As newly moved in member of the household I was given the honor of saying Kidush, which my flatmates and guests said they liked a lot. The guests were from the friend group of my flatmates. From the conversations I caught that they are very active in left activism against the occupation, but the atmosphere didn't fit for a serious conversation, despite that I wanted to know more. On the other hand I also didn't feel prepared for that kind of conversation, so I decided to just watch and listen and think about it. At one point one of the guests mentioned in a joking manner that Israel being an apartheid state and from then on I felt a little uncomfortable. The tension was loosened, when we started singing Shabbat songs, and as many of you know I love singing! I learned some new tunes and look forward to practicing them further!
For Shul in the morning I had to wake up at 7:30. So far the earliest I have ever waken up on a Shabbat. But it was necessary! The forecast promised a blistering 38 degrees and walking in the morning was still bearable. I was invited for Shabbes lunch at a fellow Pardes student, and she said she will be going to the Shira Chadasha community. I asked Adam what this community was like, and he said they are a partnership minyan. I was very curious to see what that meant. It turned out to be an orthodox mechitza minyan, but with the exception that women are allowed to lead Pesukey D'Zimra, read from and be called to the Torah. A very interesting concept! The singing was wonderful and the Torah was read by youngsters, one girl and two boys. I was positively impressed by the reading skill! I could understand every word, almost no mistakes, and they hit the Cantilations perfectly! After the service there was a very cute welcome celebration to all the newly admitted 1st grades from the community.
Walking to Hannah's apartment in the midday heat was a real challenge. She didn't come to the service, so I had to find my way myself. Luckily I wrote down all the relevant directions to all the places I needed to get on Shabbat. I've done this a few times already when I visited foreign cites and had to navigate the unfamiliar streets on Shabbat.
When I finally found it, I was greeted warmly! She also had invited two other Pardes students. During the meal we talked about being Jewish on American campus and being Jewish in Berlin. After the meal we all sat on the couch and talked about the Jewish landscape between Yeshiva University and JTS (Jewish Theological Seminary), the rabbinical school of the Conservative Judaism. We mentioned places like Hadar, Hebrew College, Maharat and Yeshivat Chovevey Torah. I learned a lot, but I feel like there is still a lot left to understand from that world. Pardes as a pluralistic and non-coercive environment was a novelty in 1972 and I think as that Pardes is a great place for me to get out of the bubbles I was in Berlin completely and venture about the seas of global Judaism myself and hopefully find my place somewhere.

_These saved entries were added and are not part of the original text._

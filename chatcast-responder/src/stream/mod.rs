//! Answer stream decoding
//!
//! Bytes from the transport pass through [`LineSplitter`] and then
//! [`StreamEventParser`], producing [`StreamEvent`]s in arrival order.

pub mod event;
pub mod lines;
pub mod parser;

pub use event::{CorrelationIds, StreamEvent};
pub use lines::{LineSplitter, MAX_LINE_BYTES};
pub use parser::{parse_all, validate_transcript, ParseOutcome, StreamEventParser, TranscriptReport};
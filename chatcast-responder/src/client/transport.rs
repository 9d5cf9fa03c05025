//! Streaming HTTP transport
//!
//! The answer client only needs "send a request, receive byte chunks" and a
//! reachability probe. [`Transport`] captures that contract so tests can script
//! streams without a server; [`HttpTransport`] is the reqwest implementation.

use crate::error::{Error, Result};
use async_trait::async_trait;
use futures::stream::{BoxStream, StreamExt};
use std::time::Duration;
use tracing::debug;

const USER_AGENT: &str = concat!("chatcast-responder/", env!("CARGO_PKG_VERSION"));

/// Longest error body kept on an `HttpStatus` error
const ERROR_BODY_LIMIT: usize = 512;

/// Stream of raw body chunks
pub type ByteStream = BoxStream<'static, Result<Vec<u8>>>;

/// One streaming POST
#[derive(Debug, Clone)]
pub struct StreamRequest {
    pub url: String,
    pub headers: Vec<(String, String)>,
    pub body: serde_json::Value,
}

#[async_trait]
pub trait Transport: Send + Sync {
    /// Send the request and return its body as a chunk stream.
    ///
    /// Non-success statuses are reported as errors before any chunk is yielded.
    async fn open_stream(&self, request: StreamRequest) -> Result<ByteStream>;

    /// True when `url` answers at all; never errors
    async fn probe(&self, url: &str, headers: &[(String, String)]) -> bool;
}

/// reqwest-backed transport
#[derive(Debug, Clone)]
pub struct HttpTransport {
    http_client: reqwest::Client,
}

impl HttpTransport {
    /// Build a client. No overall request timeout is set here: the answer
    /// stream is bounded by the caller's deadline instead.
    pub fn new(connect_timeout: Duration) -> Result<Self> {
        let http_client = reqwest::Client::builder()
            .user_agent(USER_AGENT)
            .connect_timeout(connect_timeout)
            .build()
            .map_err(|e| Error::Transport(e.to_string()))?;

        Ok(Self { http_client })
    }

    /// Shared reqwest client, reused for audio downloads
    pub fn client(&self) -> &reqwest::Client {
        &self.http_client
    }
}

#[async_trait]
impl Transport for HttpTransport {
    async fn open_stream(&self, request: StreamRequest) -> Result<ByteStream> {
        let body = serde_json::to_vec(&request.body)
            .map_err(|e| Error::Internal(format!("request body: {}", e)))?;

        // Content-Type comes from the caller's header list
        let mut builder = self.http_client.post(&request.url).body(body);
        for (name, value) in &request.headers {
            builder = builder.header(name.as_str(), value.as_str());
        }

        debug!(url = %request.url, "Opening answer stream");
        let response = builder
            .send()
            .await
            .map_err(|e| Error::Transport(e.to_string()))?;

        let status = response.status();
        if !status.is_success() {
            let body = response.text().await.unwrap_or_default();
            return Err(Error::HttpStatus {
                status: status.as_u16(),
                body: truncate(&body, ERROR_BODY_LIMIT),
            });
        }

        let stream = response
            .bytes_stream()
            .map(|chunk| {
                chunk
                    .map(|bytes| bytes.to_vec())
                    .map_err(|e| Error::Transport(e.to_string()))
            })
            .boxed();
        Ok(stream)
    }

    async fn probe(&self, url: &str, headers: &[(String, String)]) -> bool {
        let mut builder = self.http_client.get(url);
        for (name, value) in headers {
            builder = builder.header(name.as_str(), value.as_str());
        }

        match builder.send().await {
            Ok(response) => {
                let status = response.status();
                debug!(url = %url, status = status.as_u16(), "Probe response");
                // A POST-only endpoint answering 405 is still reachable
                status.is_success() || status == reqwest::StatusCode::METHOD_NOT_ALLOWED
            }
            Err(e) => {
                debug!(url = %url, error = %e, "Probe failed");
                false
            }
        }
    }
}

fn truncate(text: &str, limit: usize) -> String {
    if text.len() <= limit {
        return text.to_string();
    }
    let mut end = limit;
    while !text.is_char_boundary(end) {
        end -= 1;
    }
    format!("{}...", &text[..end])
}
//! Shared helpers for integration tests
#![allow(dead_code)]

use chatcast_common::events::EventBus;
use chatcast_responder::client::AnswerRequestClient;
use chatcast_responder::comment::Comment;
use chatcast_responder::config::{BackendConfig, ResponderConfig};
use chatcast_responder::metrics::PipelineCounters;
use chatcast_responder::pipeline::{PipelineController, PipelineParts};
use chatcast_responder::testing::{MapAudioFetcher, RecordingSink, ScriptedResponse, ScriptedTransport};
use std::sync::Arc;
use std::time::Duration;

pub const API_URL: &str = "http://backend.test/v1/chat-messages";
pub const BASE_URL: &str = "http://backend.test";

pub fn backend_config() -> BackendConfig {
    BackendConfig {
        api_url: API_URL.to_string(),
        api_key: "app-test-key".to_string(),
        ..Default::default()
    }
}

pub fn client(transport: Arc<ScriptedTransport>) -> Arc<AnswerRequestClient> {
    Arc::new(AnswerRequestClient::new(&backend_config(), transport).unwrap())
}

/// Config with no warm-up window and no playback gaps
pub fn pipeline_config() -> ResponderConfig {
    let mut config = ResponderConfig::default();
    config.backend = backend_config();
    config.pipeline.cold_start_secs = 0;
    config.playback.gap_before_unit_ms = 0;
    config.playback.gap_between_chunks_ms = 0;
    config.playback.gap_after_unit_ms = 0;
    config
}

/// Answer markup with one `text:`/`voice:` pair per entry
pub fn markup(pairs: &[(&str, &str)]) -> String {
    pairs
        .iter()
        .map(|(text, voice)| format!("text: {}\nvoice: {}\n", text, voice))
        .collect()
}

/// Streamed markup answer whose voices all resolve against [`BASE_URL`]
pub fn voiced_answer(fetcher: &MapAudioFetcher, tag: &str, texts: &[&str]) -> ScriptedResponse {
    let voices: Vec<String> = (0..texts.len()).map(|i| format!("/files/{}-{}.mp3", tag, i)).collect();
    for (i, voice) in voices.iter().enumerate() {
        fetcher.insert_ok(&format!("{}{}", BASE_URL, voice), vec![i as u8 + 1; 4]);
    }
    let pairs: Vec<(&str, &str)> = texts.iter().copied().zip(voices.iter().map(String::as_str)).collect();
    ScriptedResponse::answer(&markup(&pairs))
}

pub struct Harness {
    pub transport: Arc<ScriptedTransport>,
    pub fetcher: Arc<MapAudioFetcher>,
    pub sink: Arc<RecordingSink>,
    pub events: EventBus,
    pub controller: Arc<PipelineController>,
}

impl Harness {
    pub fn new(config: &ResponderConfig, play_duration: Duration) -> Self {
        Self::with_fetcher(config, play_duration, MapAudioFetcher::new())
    }

    pub fn with_fetcher(config: &ResponderConfig, play_duration: Duration, fetcher: MapAudioFetcher) -> Self {
        let transport = Arc::new(ScriptedTransport::new());
        let fetcher = Arc::new(fetcher);
        let sink = Arc::new(RecordingSink::new(play_duration));
        let events = EventBus::new(256);

        let controller = Arc::new(PipelineController::new(
            config,
            PipelineParts {
                client: Arc::new(AnswerRequestClient::new(&config.backend, transport.clone()).unwrap()),
                fetcher: fetcher.clone(),
                sink: sink.clone(),
                events: events.clone(),
                metrics: Arc::new(PipelineCounters::new()),
            },
        ));

        Self { transport, fetcher, sink, events, controller }
    }

    /// Script a voiced answer for `text` and submit a comment with that text
    pub fn submit_answered(&self, id: &str, text: &str) {
        self.transport
            .respond_to(text, voiced_answer(&self.fetcher, id, &[text]));
        self.controller.submit(comment(id, text));
    }
}

pub fn comment(id: &str, text: &str) -> Comment {
    Comment::new(text, "viewer").with_id(id)
}

/// Poll `condition` every 10ms until it holds or `timeout` passes
pub async fn wait_until<F>(condition: F, timeout: Duration) -> bool
where
    F: Fn() -> bool,
{
    let deadline = tokio::time::Instant::now() + timeout;
    while tokio::time::Instant::now() < deadline {
        if condition() {
            return true;
        }
        tokio::time::sleep(Duration::from_millis(10)).await;
    }
    condition()
}
//! Error types for chatcast-responder
//!
//! Defines the module error type using thiserror. Parse and per-chunk audio
//! failures are normally recovered where they happen; the remaining kinds end
//! up on a failed `AnswerResult` or a terminal task state.

use std::time::Duration;
use thiserror::Error;

/// Main error type for chatcast-responder
#[derive(Error, Debug)]
pub enum Error {
    /// Request rejected before any network activity
    #[error("Validation error: {0}")]
    Validation(String),

    /// Invalid endpoint, credential or tuning value
    #[error("Configuration error: {0}")]
    Configuration(String),

    /// Connection, stream read or protocol failure
    #[error("Transport error: {0}")]
    Transport(String),

    /// Backend answered with a non-success status
    #[error("Backend returned HTTP {status}: {body}")]
    HttpStatus { status: u16, body: String },

    /// Malformed stream payload or comment message
    #[error("Parse error: {0}")]
    Parse(String),

    /// Audio resource could not be retrieved
    #[error("Audio fetch error: {0}")]
    AudioFetch(String),

    /// Wall-clock deadline exceeded
    #[error("Timed out after {0:?}")]
    Timeout(Duration),

    /// Cancelled by its owning scope
    #[error("Operation cancelled")]
    Cancelled,

    /// Playback sink failure
    #[error("Playback error: {0}")]
    Playback(String),

    /// Shared library error (config files)
    #[error("Common error: {0}")]
    Common(#[from] chatcast_common::Error),

    /// Other errors
    #[error("Internal error: {0}")]
    Internal(String),
}

impl Error {
    /// Cancellation is control flow, not a fault
    pub fn is_cancellation(&self) -> bool {
        matches!(self, Error::Cancelled)
    }

    pub fn is_timeout(&self) -> bool {
        matches!(self, Error::Timeout(_))
    }
}

/// Convenience Result type using chatcast-responder Error
pub type Result<T> = std::result::Result<T, Error>;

After getting lost on the way home, I finally made it and dropped for a day sleep. I woke up in time to daven Mincha looking at a magnificant sunset, and then we all sat down for a Seudat Shlishit with leftovers and a good deal of singing, my favorite thing to do on Shabbat! In that sense, I got very luck with my flatmates. All of them are deeply committed to their Judaism in their own special way and it is a different kind of empowering my own Judaism, when living together with other Jews who really mean it.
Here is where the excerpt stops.